The influences of diameter distribution change of zeolitic imidazolate framework‐67 crystal on electrochemical behavior for lithium‐sulfur cell cathode

Abstract

To improve the electrochemical performance of Li‐S batteries, sulfur composites are prepared through sulfur's melt‐diffusion into porous materials such as metal organic frameworks (MOFs). MOFs are porous nanocrystalline materials consisting of metal ions and organic ligands. Due to their high porosity, specific surface area, and easily controllable porous structure, MOFs and their derivatives are considered useful materials for holding sulfur. Herein, the effect of the concentration of the reactants on the particle diameter distribution of ZIF‐67 is studied, and the performance of the product as a sulfur host for Li‐S battery cathode is evaluated.
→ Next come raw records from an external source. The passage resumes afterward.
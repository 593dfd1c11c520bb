pub mod chat;
pub mod config;
pub mod run;

use clap::{Parser, Subcommand};

use pv_domain::config::Config;

/// Palaver: templated, tool-using chat turns with provenance.
#[derive(Debug, Parser)]
#[command(name = "palaver", version, about)]
pub struct Cli {
    #[command(subcommand)]
    pub command: Option<Command>,
}

#[derive(Debug, Subcommand)]
pub enum Command {
    /// Run a single turn and print the response.
    Run {
        /// The message to send.
        message: String,
        /// Conversation to continue (a new one is started when omitted).
        #[arg(long)]
        session: Option<String>,
        /// Model override (e.g. "echo/echo-1").
        #[arg(long)]
        model: Option<String>,
        /// Output the full turn outcome as JSON instead of plain text.
        #[arg(long)]
        json: bool,
    },
    /// Interactive conversation on stdin (default when no subcommand is given).
    Chat {
        /// Conversation to continue.
        #[arg(long)]
        session: Option<String>,
        /// Model override.
        #[arg(long)]
        model: Option<String>,
    },
    /// Configuration utilities.
    #[command(subcommand)]
    Config(ConfigCommand),
    /// Print version information.
    Version,
}

#[derive(Debug, Subcommand)]
pub enum ConfigCommand {
    /// Parse the config file and report any errors.
    Validate,
    /// Dump the resolved configuration (with defaults) as TOML.
    Show,
}

// ── Config loading helper ─────────────────────────────────────────────

/// Load the configuration from the path in `PV_CONFIG` (or `config.toml`
/// by default).  A missing file yields the defaults.  Returns the parsed
/// [`Config`] and the path that was used.
pub fn load_config() -> anyhow::Result<(Config, String)> {
    let config_path = std::env::var("PV_CONFIG").unwrap_or_else(|_| "config.toml".into());

    let config = if std::path::Path::new(&config_path).exists() {
        let raw = std::fs::read_to_string(&config_path)
            .map_err(|e| anyhow::anyhow!("reading {config_path}: {e}"))?;
        toml::from_str(&raw).map_err(|e| anyhow::anyhow!("parsing {config_path}: {e}"))?
    } else {
        Config::default()
    };

    Ok((config, config_path))
}

/// Collaborators available to the command-line binary: the local echo
/// provider only.  Embedders supply their own through
/// [`crate::bootstrap::Collaborators`].
pub(crate) fn local_collaborators() -> crate::bootstrap::Collaborators {
    crate::bootstrap::Collaborators {
        providers: vec![std::sync::Arc::new(pv_providers::EchoProvider::new("echo"))],
        ..Default::default()
    }
}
ZIF‐67 was prepared by regulating the Co2+ concentration in solution from 10 to 250 mM, with a constant mole ratio between Co2+ and the organic ligand. Cyclovoltammetry, galvanostatic charge–discharge, and rate capability tests were performed to electrochemically characterize each sample as a sulfur host for Li‐S battery cathodes. MeZ‐50 mM, prepared with 50 mM Co2+ ion solution, had the smallest particle diameter (591 nm). The sulfur cathode utilizing MeZ‐50 mM afforded the best electrochemical performance (883.7 mAh gS−1). This study demonstrates that the particle size of ZIF‐67 can be controlled by adjusting the reactant concentration, enabling manipulation of the electrochemical properties as a sulfur host.